La recherche en entreprise: une quête de pragmatisme
On dit parfois que la recherche est déconnectée du monde de l’entreprise. Cela serait sans doute moins vrai si les données, véritable nerf de la guerre, pouvaient être récoltées sur ce terrain. Cela pose néanmoins le problème de l’incompatibilité des finalités et des enjeux. Le chercheur aura tendance à privilégier le questionnaire de 18 pages (dans sa version épurée), si possible administré dans une perspective longitudinale, permettant de mettre en échelles les multiples indicateurs qui iront nourrir un modèle, généralisant certes le comportement de toutes les entreprises, mais ne s’appliquant à aucune en particulier. Rappelons à ce sujet que les théories les plus populaires et les plus appliquées en management ne sont pas celles qui ont été développées avec des données de terrain. L’incontournable pyramide de Maslow, par exemple, qui continue de hanter les manuels de management, a connu des années de gloire alors que, techniquement, les données issues de la pratique la réfutent quasiment entièrement.
C’est ainsi également que le brainstorming a été élu, en son temps, produit de la décennie en matière de créativité, sans que son efficacité ait véritablement été démontrée sur le terrain. On ne compte plus, a contrario, les modèles extraordinairement raffinés, obtenus uniquement grâce à la persécution acharnée d’échantillons de population captifs, dont l’usage est si complexe qu’il n’est accessible qu’à un cénacle de docteurs qui ne verront plus jamais une entreprise de près.
On pourrait imaginer qu’en allant directement à la source des questions de terrain, il serait plus facile d’obtenir des données pleines de sens, ne serait-ce que pour l’entreprise qui les demande, et ainsi alimenter une communauté de réponses permettant de faire des généralisations fondées sur une vraie pratique. Malheureusement, en général, les entreprises ne cherchent pas des données: elles cherchent des réponses.

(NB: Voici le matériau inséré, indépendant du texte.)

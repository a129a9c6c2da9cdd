//! # consign-listing
//!
//! **List plane**: the partitioned, paginated view of an actor's holdings.
//!
//! ## Architecture
//!
//! 1. **Merge**: de-duplicating page merge and partition re-filtering (pure)
//! 2. **Candidates**: the batch candidate set and batch-control visibility
//! 3. **Coordinator**: [`ListCoordinator`], the only writer of the list
//! 4. **Snapshots**: TTL-bounded saved list positions keyed by list identity

pub mod candidates;
pub mod coordinator;
pub mod merge;
pub mod snapshot;

pub use candidates::BatchCandidateSet;
pub use coordinator::{ListCoordinator, PartitionView};
pub use merge::{merge_unique, refilter};
pub use snapshot::{ListSnapshot, SnapshotStore, list_identity};
//! List coordinator working with the settlement orchestrators.

use std::sync::Arc;

use chrono::{Duration, Utc};
use consign_listing::ListCoordinator;
use consign_precheck::FixedClock;
use consign_precheck::testing::{GateCall, ScriptedGate};
use consign_settlement::{BatchOrchestrator, BatchOutcome, RecordingNotifier};
use consign_types::*;

fn init_tracing() {
    let _ = tracing_subscriber::fmt()
        .with_env_filter(tracing_subscriber::EnvFilter::from_default_env())
        .with_test_writer()
        .try_init();
}

fn holdings(ids: &[&str]) -> HoldingsPage {
    HoldingsPage {
        list: ids
            .iter()
            .map(|id| CollectibleHolding::dummy(id, "s1", "z1"))
            .collect(),
        has_more: Some(false),
        total: Some(ids.len() as u64),
        voucher_count_hint: Some(2),
    }
}

fn holdings_requests(gate: &ScriptedGate) -> usize {
    gate.calls()
        .iter()
        .filter(|c| matches!(c, GateCall::Holdings { .. }))
        .count()
}

#[tokio::test]
async fn batch_success_marks_list_stale_and_sync_reloads() {
    init_tracing();
    let gate = Arc::new(ScriptedGate::new());
    gate.push_holdings_page(Partition::Holding, holdings(&["a", "b", "c"]));
    gate.set_batch_candidates(BatchCandidates {
        items: holdings(&["a", "b"]).list,
        stats: Some(TradingStats {
            is_trading_window_open: true,
            ..TradingStats::default()
        }),
    });

    let mut list =
        ListCoordinator::new(gate.clone(), ActorId::new("u"), &EngineConfig::default()).unwrap();
    list.load_first_page(Partition::Holding).await.unwrap();
    assert_eq!(
        list.view(Partition::Holding).unwrap().voucher_count_hint,
        Some(2)
    );

    let candidates = list.batch_candidate_set().await;
    assert!(candidates.show_batch_control());

    let batch = BatchOrchestrator::new(gate.clone(), Arc::new(RecordingNotifier::new()))
        .with_refresh_hook(list.refresh_hook());
    let outcome = batch.submit_batch(&candidates.items).await.unwrap();
    assert!(matches!(outcome, BatchOutcome::Settled(ref r) if r.success_count == 2));

    assert_eq!(holdings_requests(&gate), 1);
    assert!(list.sync().await.unwrap());
    assert_eq!(holdings_requests(&gate), 2);
    assert!(!list.sync().await.unwrap());
}

#[tokio::test]
async fn empty_candidate_listing_hides_batch_control() {
    init_tracing();
    let gate = Arc::new(ScriptedGate::new());
    gate.push_holdings_page(Partition::Holding, holdings(&["a"]));
    let mut list =
        ListCoordinator::new(gate.clone(), ActorId::new("u"), &EngineConfig::default()).unwrap();
    list.load_first_page(Partition::Holding).await.unwrap();

    assert!(!list.batch_candidate_set().await.show_batch_control());
}

#[tokio::test]
async fn snapshot_restores_position_until_it_expires() {
    init_tracing();
    let gate = Arc::new(ScriptedGate::new());
    let clock = Arc::new(FixedClock::new(Utc::now()));
    let mut list =
        ListCoordinator::new(gate.clone(), ActorId::new("u"), &EngineConfig::default())
            .unwrap()
            .with_clock(clock.clone());

    let filter = ListFilter {
        keyword: Some("nebula".into()),
        sort: SortOrder::PriceHighToLow,
        ..ListFilter::default()
    };
    list.switch_partition(Partition::Consigning).await.unwrap();
    list.set_filter(filter.clone()).await.unwrap();
    list.save_snapshot(480);

    list.set_filter(ListFilter::default()).await.unwrap();
    list.switch_partition(Partition::Sold).await.unwrap();

    clock.advance(Duration::minutes(10));
    let restored = list.restore_snapshot().await.unwrap().unwrap();
    assert_eq!(restored.scroll_offset, 480);
    assert_eq!(list.active_partition(), Partition::Consigning);
    assert_eq!(list.filter(), &filter);

    list.save_snapshot(0);
    clock.advance(Duration::minutes(31));
    assert!(list.restore_snapshot().await.unwrap().is_none());
}
//! Lab kit forecast engine
//!
//! Merges projected demand, current supply and buffer policy into one
//! [`ForecastRecord`] per kit type. Everything here is pure; callers gather the
//! inputs from storage.

use std::collections::{BTreeMap, BTreeSet};

use chrono::NaiveDate;
use rust_decimal::Decimal;
use uuid::Uuid;

use crate::models::{
    EffectiveSettings, ForecastRecord, ForecastStatus, InventoryState, KitDemand, KitTypeInfo,
    RiskFactor, RiskFactorType, RiskPolicy, SettingsBook,
};

/// Slack at or below this many kits is a warning, unless the buffer itself is smaller
pub const LOW_BUFFER_SLACK: i32 = 2;

/// Everything a forecast run needs, already loaded
#[derive(Debug, Clone)]
pub struct ForecastInput<'a> {
    pub horizon_days: i32,
    pub kit_types: &'a [KitTypeInfo],
    pub demand: &'a BTreeMap<Uuid, KitDemand>,
    pub inventory: &'a BTreeMap<Uuid, InventoryState>,
    pub settings: &'a SettingsBook,
    pub risk_policy: &'a RiskPolicy,
}

/// Time-based cushion blended with the configured floors
pub fn buffer_target(kits_required: i32, horizon_days: i32, settings: &EffectiveSettings) -> i32 {
    // ceil(kits_required / horizon * buffer_days) in integer arithmetic
    let numerator = i64::from(kits_required.max(0)) * i64::from(settings.buffer_days.max(0));
    let denominator = i64::from(horizon_days.max(1));
    let time_based =
        i32::try_from((numerator + denominator - 1) / denominator).unwrap_or(i32::MAX);

    time_based
        .max(settings.min_on_hand)
        .max(settings.study_buffer_kits)
        .max(settings.kit_type_buffer_kits)
        .max(0)
}

/// Classify supply for a kit type
pub fn classify_status(
    deficit: i32,
    kits_available: i32,
    required_with_buffer: i32,
    buffer_target: i32,
    kits_expiring_soon: i32,
) -> ForecastStatus {
    if deficit > 0 {
        return ForecastStatus::Critical;
    }
    let slack = kits_available.saturating_sub(required_with_buffer);
    if slack <= LOW_BUFFER_SLACK.min(buffer_target) || kits_expiring_soon > 0 {
        ForecastStatus::Warning
    } else {
        ForecastStatus::Ok
    }
}

/// Facts the risk factors are evaluated against
#[derive(Debug, Clone, Copy)]
pub struct RiskInputs {
    pub deficit: i32,
    pub required_with_buffer: i32,
    pub visits_scheduled: i32,
    pub recent_visits: i32,
    pub kits_available: i32,
    pub kits_expiring_soon: i32,
    pub pending_order_quantity: i32,
    pub overdue_order_quantity: i32,
}

/// Evaluate each risk factor independently and sum them into a capped score
pub fn assess_risk(inputs: &RiskInputs, policy: &RiskPolicy) -> (Decimal, Vec<RiskFactor>) {
    let one = Decimal::ONE;
    let half = Decimal::new(5, 1);
    let mut factors = Vec::new();

    if inputs.deficit > 0 {
        let ratio = ratio(inputs.deficit, inputs.required_with_buffer.max(1)).min(one);
        factors.push(RiskFactor {
            factor_type: RiskFactorType::Deficit,
            score: (policy.deficit * (half + half * ratio)).round_dp(2),
            detail: format!(
                "{} of {} kits needed are not covered by stock or pending orders",
                inputs.deficit, inputs.required_with_buffer
            ),
        });
    }

    if inputs.recent_visits > 0 {
        let pace = Decimal::from(inputs.recent_visits);
        let scheduled = Decimal::from(inputs.visits_scheduled);
        if scheduled > pace * policy.surge_ratio {
            let growth = (scheduled / pace - one).min(one);
            factors.push(RiskFactor {
                factor_type: RiskFactorType::DemandSurge,
                score: (policy.demand_surge * growth).round_dp(2),
                detail: format!(
                    "{} visits scheduled against {} completed in the previous window",
                    inputs.visits_scheduled, inputs.recent_visits
                ),
            });
        }
    }

    if inputs.kits_expiring_soon > 0 {
        let share = ratio(inputs.kits_expiring_soon, inputs.kits_available.max(1)).min(one);
        factors.push(RiskFactor {
            factor_type: RiskFactorType::ExpiringStock,
            score: (policy.expiring_stock * share).round_dp(2),
            detail: format!(
                "{} of {} available kits expire within the horizon",
                inputs.kits_expiring_soon, inputs.kits_available
            ),
        });
    }

    if inputs.overdue_order_quantity > 0 && inputs.pending_order_quantity > 0 {
        let share = ratio(inputs.overdue_order_quantity, inputs.pending_order_quantity).min(one);
        factors.push(RiskFactor {
            factor_type: RiskFactorType::OverdueOrders,
            score: (policy.overdue_orders * share).round_dp(2),
            detail: format!(
                "{} of {} kits on order are past their expected arrival",
                inputs.overdue_order_quantity, inputs.pending_order_quantity
            ),
        });
    }

    let total: Decimal = factors.iter().map(|f| f.score).sum();
    (total.min(Decimal::ONE_HUNDRED).round_dp(2), factors)
}

fn ratio(numerator: i32, denominator: i32) -> Decimal {
    Decimal::from(numerator) / Decimal::from(denominator)
}

/// Order size suggested for a kit type, zero when nothing needs ordering
pub fn recommended_order_quantity(
    status: ForecastStatus,
    deficit: i32,
    required_with_buffer: i32,
    kits_available: i32,
    kits_expiring_soon: i32,
    pending_order_quantity: i32,
) -> i32 {
    match status {
        ForecastStatus::Critical => deficit,
        ForecastStatus::Warning => {
            let eroded_supply = kits_available
                .saturating_sub(kits_expiring_soon)
                .saturating_add(pending_order_quantity);
            required_with_buffer.saturating_sub(eroded_supply).max(0)
        }
        ForecastStatus::Ok => 0,
    }
}

/// Forecast one kit type; `None` when there is nothing to track
pub fn forecast_kit_type(
    kit_type: &KitTypeInfo,
    demand: Option<&KitDemand>,
    inventory: Option<&InventoryState>,
    settings: EffectiveSettings,
    horizon_days: i32,
    risk_policy: &RiskPolicy,
) -> Option<ForecastRecord> {
    let horizon_days = horizon_days.max(1);
    let kits_required = demand.map_or(0, |d| d.kits_required);
    let target = buffer_target(kits_required, horizon_days, &settings);

    if kits_required == 0 && target == 0 {
        return None;
    }

    let kits_available = inventory.map_or(0, |i| i.kits_available);
    let kits_expiring_soon = inventory.map_or(0, |i| i.kits_expiring_soon);
    let pending_order_quantity = inventory.map_or(0, |i| i.pending_order_quantity);
    let overdue_order_quantity = inventory.map_or(0, |i| i.overdue_order_quantity);
    let visits_scheduled = demand.map_or(0, |d| d.visits_scheduled);
    let recent_visits = demand.map_or(0, |d| d.recent_visits);

    let required_with_buffer = kits_required.saturating_add(target);
    let original_deficit = required_with_buffer.saturating_sub(kits_available).max(0);
    let deficit = original_deficit.saturating_sub(pending_order_quantity).max(0);

    let status = classify_status(
        deficit,
        kits_available,
        required_with_buffer,
        target,
        kits_expiring_soon,
    );

    let (risk_score, risk_factors) = assess_risk(
        &RiskInputs {
            deficit,
            required_with_buffer,
            visits_scheduled,
            recent_visits,
            kits_available,
            kits_expiring_soon,
            pending_order_quantity,
            overdue_order_quantity,
        },
        risk_policy,
    );

    let recommended_order_qty = recommended_order_quantity(
        status,
        deficit,
        required_with_buffer,
        kits_available,
        kits_expiring_soon,
        pending_order_quantity,
    );

    Some(ForecastRecord {
        kit_type_id: kit_type.id,
        kit_type_name: kit_type.name.clone(),
        horizon_days,
        visits_scheduled,
        kits_required,
        optional_kits_required: demand.map_or(0, |d| d.optional_kits_required),
        buffer_target: target,
        required_with_buffer,
        kits_available,
        kits_expiring_soon,
        pending_order_quantity,
        overdue_order_quantity,
        original_deficit,
        deficit,
        status,
        risk_score,
        risk_level: risk_policy.level_for(risk_score),
        risk_factors,
        recommended_order_qty,
        recent_visits,
        window_start: demand.and_then(|d| d.earliest_visit),
        window_end: demand.and_then(|d| d.latest_visit),
        upcoming_visits: demand.map(|d| d.visits.clone()).unwrap_or_default(),
        pending_orders: inventory.map(|i| i.pending_orders.clone()).unwrap_or_default(),
        settings,
    })
}

/// Forecast every kit type known to the study, its demand or its inventory.
///
/// Records are ordered most urgent first: status, then risk score, then name.
pub fn build_forecast(input: &ForecastInput<'_>) -> Vec<ForecastRecord> {
    let mut names: BTreeMap<Uuid, &str> = input
        .kit_types
        .iter()
        .map(|k| (k.id, k.name.as_str()))
        .collect();

    let ids: BTreeSet<Uuid> = names
        .keys()
        .chain(input.demand.keys())
        .chain(input.inventory.keys())
        .chain(input.settings.overrides.keys())
        .copied()
        .collect();

    let mut records: Vec<ForecastRecord> = ids
        .into_iter()
        .filter_map(|id| {
            let name = names.remove(&id).map(str::to_string).unwrap_or_else(|| id.to_string());
            forecast_kit_type(
                &KitTypeInfo { id, name },
                input.demand.get(&id),
                input.inventory.get(&id),
                input.settings.effective(id),
                input.horizon_days,
                input.risk_policy,
            )
        })
        .collect();

    records.sort_by(|a, b| {
        b.status
            .cmp(&a.status)
            .then(b.risk_score.cmp(&a.risk_score))
            .then(a.kit_type_name.cmp(&b.kit_type_name))
    });
    records
}

/// Latest date an order can be placed and still arrive before the first visit
pub fn latest_order_date(
    earliest_demand: Option<NaiveDate>,
    lead_time_days: i32,
    today: NaiveDate,
) -> NaiveDate {
    let first_need = earliest_demand.unwrap_or(today);
    let by_lead_time = first_need - chrono::Duration::days(i64::from(lead_time_days.max(0)));
    by_lead_time.max(today)
}

#[cfg(test)]
mod tests {
    use super::*;
    use crate::models::SettingsSource;

    fn settings(min_on_hand: i32, buffer_days: i32) -> EffectiveSettings {
        EffectiveSettings {
            min_on_hand,
            buffer_days,
            lead_time_days: 0,
            auto_order_enabled: false,
            study_buffer_kits: 0,
            kit_type_buffer_kits: 0,
            source: SettingsSource::StudyDefault,
        }
    }

    #[test]
    fn buffer_target_rounds_up() {
        // 10 kits over 30 days with a 7 day cushion: 2.33 -> 3
        assert_eq!(buffer_target(10, 30, &settings(0, 7)), 3);
        assert_eq!(buffer_target(30, 30, &settings(0, 7)), 7);
        assert_eq!(buffer_target(0, 30, &settings(0, 7)), 0);
    }

    #[test]
    fn buffer_target_respects_floors() {
        let mut s = settings(5, 7);
        assert_eq!(buffer_target(10, 30, &s), 5);
        s.study_buffer_kits = 6;
        assert_eq!(buffer_target(10, 30, &s), 6);
        s.kit_type_buffer_kits = 8;
        assert_eq!(buffer_target(10, 30, &s), 8);
    }

    #[test]
    fn buffer_target_saturates() {
        assert_eq!(buffer_target(20_000_000, 1, &settings(0, 180)), i32::MAX);
        assert_eq!(buffer_target(i32::MAX, 30, &settings(0, 180)), i32::MAX);
    }

    #[test]
    fn zero_horizon_is_guarded() {
        assert_eq!(buffer_target(10, 0, &settings(0, 1)), 10);
    }

    #[test]
    fn status_classification() {
        assert_eq!(classify_status(1, 0, 5, 3, 0), ForecastStatus::Critical);
        // slack 2 with buffer 3 -> warning
        assert_eq!(classify_status(0, 15, 13, 3, 0), ForecastStatus::Warning);
        // slack 3 -> ok
        assert_eq!(classify_status(0, 16, 13, 3, 0), ForecastStatus::Ok);
        // slack 1 with buffer 1 -> warning
        assert_eq!(classify_status(0, 12, 11, 1, 0), ForecastStatus::Warning);
        // expiring stock alone -> warning
        assert_eq!(classify_status(0, 40, 13, 3, 1), ForecastStatus::Warning);
    }

    #[test]
    fn risk_without_problems_is_zero() {
        let (score, factors) = assess_risk(
            &RiskInputs {
                deficit: 0,
                required_with_buffer: 10,
                visits_scheduled: 5,
                recent_visits: 5,
                kits_available: 20,
                kits_expiring_soon: 0,
                pending_order_quantity: 0,
                overdue_order_quantity: 0,
            },
            &RiskPolicy::default(),
        );
        assert_eq!(score, Decimal::ZERO);
        assert!(factors.is_empty());
    }

    #[test]
    fn full_deficit_scores_full_weight() {
        let (score, factors) = assess_risk(
            &RiskInputs {
                deficit: 13,
                required_with_buffer: 13,
                visits_scheduled: 10,
                recent_visits: 0,
                kits_available: 0,
                kits_expiring_soon: 0,
                pending_order_quantity: 0,
                overdue_order_quantity: 0,
            },
            &RiskPolicy::default(),
        );
        assert_eq!(score, Decimal::from(60));
        assert_eq!(factors.len(), 1);
        assert_eq!(factors[0].factor_type, RiskFactorType::Deficit);
    }

    #[test]
    fn all_factors_cap_at_one_hundred() {
        let policy = RiskPolicy {
            deficit: Decimal::from(80),
            ..RiskPolicy::default()
        };
        let (score, factors) = assess_risk(
            &RiskInputs {
                deficit: 50,
                required_with_buffer: 50,
                visits_scheduled: 40,
                recent_visits: 10,
                kits_available: 2,
                kits_expiring_soon: 2,
                pending_order_quantity: 5,
                overdue_order_quantity: 5,
            },
            &policy,
        );
        assert_eq!(factors.len(), 4);
        assert_eq!(score, Decimal::ONE_HUNDRED);
    }

    #[test]
    fn surge_needs_history() {
        let inputs = RiskInputs {
            deficit: 0,
            required_with_buffer: 10,
            visits_scheduled: 30,
            recent_visits: 0,
            kits_available: 50,
            kits_expiring_soon: 0,
            pending_order_quantity: 0,
            overdue_order_quantity: 0,
        };
        let (_, factors) = assess_risk(&inputs, &RiskPolicy::default());
        assert!(factors.is_empty());

        let (score, factors) = assess_risk(
            &RiskInputs {
                recent_visits: 10,
                ..inputs
            },
            &RiskPolicy::default(),
        );
        assert_eq!(factors[0].factor_type, RiskFactorType::DemandSurge);
        assert_eq!(score, Decimal::from(15));
    }

    #[test]
    fn latest_order_date_never_in_the_past() {
        let today = NaiveDate::from_ymd_opt(2025, 1, 10).unwrap();
        let visit = NaiveDate::from_ymd_opt(2025, 1, 20).unwrap();
        assert_eq!(
            latest_order_date(Some(visit), 5, today),
            NaiveDate::from_ymd_opt(2025, 1, 15).unwrap()
        );
        assert_eq!(latest_order_date(Some(visit), 30, today), today);
        assert_eq!(latest_order_date(None, 3, today), today);
    }
}
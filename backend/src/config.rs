//! Configuration management for the Kitcast server
//!
//! Supports hierarchical configuration loading:
//! 1. Default values in code
//! 2. Configuration files (development.toml, production.toml)
//! 3. Environment variable overrides with KITCAST_ prefix

use config::{ConfigError, Environment, File};
use serde::Deserialize;
use shared::{RiskPolicy, DEFAULT_HORIZON_DAYS, MAX_HORIZON_DAYS};

/// Main application configuration
#[derive(Debug, Deserialize, Clone)]
pub struct Config {
    /// Current environment (development, production)
    pub environment: String,

    pub server: ServerConfig,

    pub database: DatabaseConfig,

    pub jwt: JwtConfig,

    /// Forecast horizon limits and risk weighting
    #[serde(default)]
    pub forecast: ForecastConfig,
}

#[derive(Debug, Deserialize, Clone)]
pub struct ServerConfig {
    pub port: u16,
    pub host: String,
}

#[derive(Debug, Deserialize, Clone)]
pub struct DatabaseConfig {
    /// PostgreSQL connection URL
    pub url: String,

    /// Maximum number of connections in the pool
    pub max_connections: u32,

    /// Minimum number of connections in the pool
    pub min_connections: u32,
}

#[derive(Debug, Deserialize, Clone)]
pub struct JwtConfig {
    /// Secret shared with the token issuer
    pub secret: String,
}

#[derive(Debug, Deserialize, Clone)]
#[serde(default)]
pub struct ForecastConfig {
    /// Horizon used when a request does not name one
    pub default_horizon_days: i32,

    /// Requests asking for more are clamped down to this
    pub max_horizon_days: i32,

    pub risk: RiskPolicy,
}

impl Default for ForecastConfig {
    fn default() -> Self {
        Self {
            default_horizon_days: DEFAULT_HORIZON_DAYS,
            max_horizon_days: MAX_HORIZON_DAYS,
            risk: RiskPolicy::default(),
        }
    }
}

impl ForecastConfig {
    /// Resolve a requested horizon against the configured default and cap
    pub fn horizon(&self, requested: Option<i64>) -> i32 {
        shared::clamp_horizon(requested, self.default_horizon_days, self.max_horizon_days)
    }
}

impl Config {
    /// Load configuration from files and environment variables
    pub fn load() -> Result<Self, ConfigError> {
        let environment =
            std::env::var("KITCAST_ENVIRONMENT").unwrap_or_else(|_| "development".into());

        let config = config::Config::builder()
            .set_default("environment", environment.clone())?
            .set_default("server.port", 3000)?
            .set_default("server.host", "0.0.0.0")?
            .set_default("database.max_connections", 10)?
            .set_default("database.min_connections", 2)?
            .set_default("forecast.default_horizon_days", DEFAULT_HORIZON_DAYS)?
            .set_default("forecast.max_horizon_days", MAX_HORIZON_DAYS)?
            .add_source(File::with_name(&format!("config/{}", environment)).required(false))
            // Override with environment variables (KITCAST_ prefix)
            .add_source(
                Environment::with_prefix("KITCAST")
                    .separator("__")
                    .try_parsing(true),
            )
            .build()?;

        config.try_deserialize()
    }
}

impl Default for ServerConfig {
    fn default() -> Self {
        Self {
            port: 3000,
            host: "0.0.0.0".to_string(),
        }
    }
}
//! Forecast handlers

use axum::{
    extract::{Path, Query, State},
    http::header,
    response::{IntoResponse, Response},
    Json,
};
use serde::Deserialize;
use shared::ExportFormat;
use uuid::Uuid;

use crate::error::AppResult;
use crate::middleware::CurrentUser;
use crate::services::{ForecastService, StudyService};
use crate::AppState;

/// `?days=` horizon; unparsable values fall back to the configured default
#[derive(Debug, Default, Deserialize)]
pub struct HorizonQuery {
    pub days: Option<String>,
}

impl HorizonQuery {
    pub fn requested(&self) -> Option<i64> {
        self.days.as_deref().and_then(|d| d.trim().parse().ok())
    }
}

#[derive(Debug, Deserialize)]
pub struct ForecastQuery {
    #[serde(flatten)]
    pub horizon: HorizonQuery,
    #[serde(default)]
    pub format: ExportFormat,
}

/// Forecast every kit type of a study
pub async fn get_forecast(
    State(state): State<AppState>,
    current_user: CurrentUser,
    Path(study_id): Path<Uuid>,
    Query(query): Query<ForecastQuery>,
) -> AppResult<Response> {
    current_user.0.require("inventory", "read")?;
    let study = StudyService::new(state.db.clone())
        .ensure_access(current_user.0.organization_id, study_id)
        .await?;

    let horizon_days = state.config.forecast.horizon(query.horizon.requested());
    let service = ForecastService::new(state.db.clone(), state.config.forecast.risk);
    let forecast = service.forecast(study.id, horizon_days).await?;

    match query.format {
        ExportFormat::Csv => {
            let csv = ForecastService::export_to_csv(&forecast.records)?;
            let protocol: String = study
                .protocol_number
                .chars()
                .filter(|c| c.is_ascii_alphanumeric() || *c == '-' || *c == '_')
                .collect();
            let disposition = format!(
                "attachment; filename=\"forecast_{}_{}.csv\"",
                protocol, forecast.generated_on
            );
            Ok((
                [
                    (header::CONTENT_TYPE, "text/csv".to_string()),
                    (header::CONTENT_DISPOSITION, disposition),
                ],
                csv,
            )
                .into_response())
        }
        ExportFormat::Json => Ok(Json(forecast).into_response()),
    }
}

Et il n’y a pas meilleur moyen de biaiser une récolte d’informations que de l’orienter vers la confirmation de ce que l’on présumait avant de mener l’enquête.
La préservation d’une certaine qualité des données, qui permettrait leur généralisation, passe hélas par un certain nombre d’étapes intellectuelles et considérations méthodologiques assez peu glamours, qui auraient tendance à alourdir les rapports d’analyse et donc à faire perdre leur temps aux managers. A cela s’ajoute le fait que les données ne peuvent se collecter «malgré» l’entreprise, qui doit ouvrir l’accès à ses bases de données et donner un assentiment haut et clair, sachant que tendre un miroir neutre expose tout de même au risque de se faire égratigner le portrait. Les données ne peuvent pas non plus se collecter «malgré» les collaborateurs, qui restent libres de répondre par un assourdissant silence – cela se voit même dans les meilleures votations. Ainsi, la recherche a beau s’associer au terrain et devenir appliquée, elle n’en est pas pour autant libérée de quelques austérités contrariantes et difficiles à maîtriser.
La solution passe, comme souvent, par une meilleure compréhension des enjeux et contraintes réciproques, assortie d’une certaine forme de rigueur intellectuelle, mais connectée avec le terrain. C’est fort heureusement ainsi que l’on définit le pragmatisme, meilleur instrument de convergence de réalités différentes.